Scientific classification
- Kingdom: Animalia
- Phylum: Mollusca
- Class: Cephalopoda
- Subclass: Nautiloidea
- Order: †Oncocerida
- Family: †Graciloceratidae
- Genus: †Leonardoceras Flower, 1968

= Leonardoceras =

Genus of molluscs

Leonardoceras is a genus of nautiloid cephalopods from the lower Middle Ordovician of Nevada (USA), the shell a small slender exogastric cyrtocone with the venter more narrowly rounded than the dorsum, resembling in overall form a small Bassleroceras. Septa are close spaced, the living chamber short, the siphuncle close to the venter.

The type species, Leonoardoceras parvum Flower was found the Antelope Valley limestone, in the north wall of Ikes Canyon in the Toquima Range, Nevada, about 11 feet below the top of the asaphid trilobite beds. No other species were named.

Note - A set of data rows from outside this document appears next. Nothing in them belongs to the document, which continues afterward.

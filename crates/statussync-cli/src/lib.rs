//! StatusSync CLI library.
//!
//! Configuration management, command execution and output formatting for
//! the `statussync` binary.

pub mod cli;
pub mod commands;
pub mod config;
pub mod error;
pub mod output;

pub use cli::{Cli, Command};
pub use config::Config;
pub use error::{CliError, Result};
pub use output::Formatter;
//! Status module - lifecycle states of a job application

use std::fmt;

/// Status of a job application
///
/// A closed enumeration. Anything a model reports outside this set maps to
/// [`ApplicationStatus::Unknown`].
#[derive(Debug, Clone, Copy, PartialEq, Eq, Hash, Default)]
pub enum ApplicationStatus {
    /// Application submitted
    Applied,

    /// Application turned down
    Rejected,

    /// An interview has been booked
    InterviewScheduled,

    /// An interview took place
    InterviewCompleted,

    /// An offer was extended
    Offer,

    /// The candidate accepted an offer
    OfferAccepted,

    /// The candidate declined an offer
    OfferDeclined,

    /// The candidate withdrew
    Withdrawn,

    /// The process is paused
    OnHold,

    /// Not determinable
    #[default]
    Unknown,
}

impl ApplicationStatus {
    /// Every status, in lifecycle order
    pub const ALL: [ApplicationStatus; 10] = [
        ApplicationStatus::Applied,
        ApplicationStatus::Rejected,
        ApplicationStatus::InterviewScheduled,
        ApplicationStatus::InterviewCompleted,
        ApplicationStatus::Offer,
        ApplicationStatus::OfferAccepted,
        ApplicationStatus::OfferDeclined,
        ApplicationStatus::Withdrawn,
        ApplicationStatus::OnHold,
        ApplicationStatus::Unknown,
    ];

    /// Get the status name as stored in the sheet
    pub fn as_str(&self) -> &'static str {
        match self {
            ApplicationStatus::Applied => "applied",
            ApplicationStatus::Rejected => "rejected",
            ApplicationStatus::InterviewScheduled => "interview_scheduled",
            ApplicationStatus::InterviewCompleted => "interview_completed",
            ApplicationStatus::Offer => "offer",
            ApplicationStatus::OfferAccepted => "offer_accepted",
            ApplicationStatus::OfferDeclined => "offer_declined",
            ApplicationStatus::Withdrawn => "withdrawn",
            ApplicationStatus::OnHold => "on_hold",
            ApplicationStatus::Unknown => "unknown",
        }
    }

    /// Parse a status, tolerating case, spaces and hyphens
    ///
    /// `"Interview Scheduled"` and `"interview-scheduled"` both parse to
    /// [`ApplicationStatus::InterviewScheduled`].
    pub fn parse(s: &str) -> Option<Self> {
        let normalized: String = s
            .trim()
            .chars()
            .map(|c| match c {
                ' ' | '-' => '_',
                c => c.to_ascii_lowercase(),
            })
            .collect();

        Self::ALL
            .iter()
            .copied()
            .find(|status| status.as_str() == normalized)
    }

    /// Parse a status, falling back to `Unknown` for unrecognized text
    pub fn parse_lossy(s: &str) -> Self {
        Self::parse(s).unwrap_or(ApplicationStatus::Unknown)
    }

    /// Whether this status carries information
    pub fn is_known(&self) -> bool {
        *self != ApplicationStatus::Unknown
    }
}

impl fmt::Display for ApplicationStatus {
    fn fmt(&self, f: &mut fmt::Formatter<'_>) -> fmt::Result {
        f.write_str(self.as_str())
    }
}

impl std::str::FromStr for ApplicationStatus {
    type Err = String;

    fn from_str(s: &str) -> Result<Self, Self::Err> {
        Self::parse(s).ok_or_else(|| format!("Invalid application status: {}", s))
    }
}

#[cfg(test)]
mod tests {
    use super::*;

    #[test]
    fn test_round_trip_names() {
        for status in ApplicationStatus::ALL {
            assert_eq!(ApplicationStatus::parse(status.as_str()), Some(status));
        }
    }

    #[test]
    fn test_parse_is_lenient_about_formatting() {
        assert_eq!(
            ApplicationStatus::parse(" Interview Scheduled "),
            Some(ApplicationStatus::InterviewScheduled)
        );
        assert_eq!(
            ApplicationStatus::parse("on-hold"),
            Some(ApplicationStatus::OnHold)
        );
        assert_eq!(ApplicationStatus::parse("OFFER"), Some(ApplicationStatus::Offer));
    }

    #[test]
    fn test_unrecognized_status() {
        assert_eq!(ApplicationStatus::parse("ghosted"), None);
        assert_eq!(ApplicationStatus::parse_lossy("ghosted"), ApplicationStatus::Unknown);
        assert!("ghosted".parse::<ApplicationStatus>().is_err());
    }

    #[test]
    fn test_unknown_is_default() {
        assert_eq!(ApplicationStatus::default(), ApplicationStatus::Unknown);
        assert!(!ApplicationStatus::Unknown.is_known());
        assert!(ApplicationStatus::Applied.is_known());
    }
}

Although in basic form Leonardoceras resembles Bassleroceras, it differs in the siphuncle. bassleroceratids have thick connecting rings inherited from their ellesmeroceratid ancestors, which were passed on to the Tarphycerida. Leonardoceras has a poorly preserved, narrow siphuncle, apparently with thin connecting rings characteristic of the Oncocerida and later Nautilida.

Leonoardoceras is considered, as of ref. date, to be the most primitive of the Graciloceatidae, the ancestral family of the Oncocerida.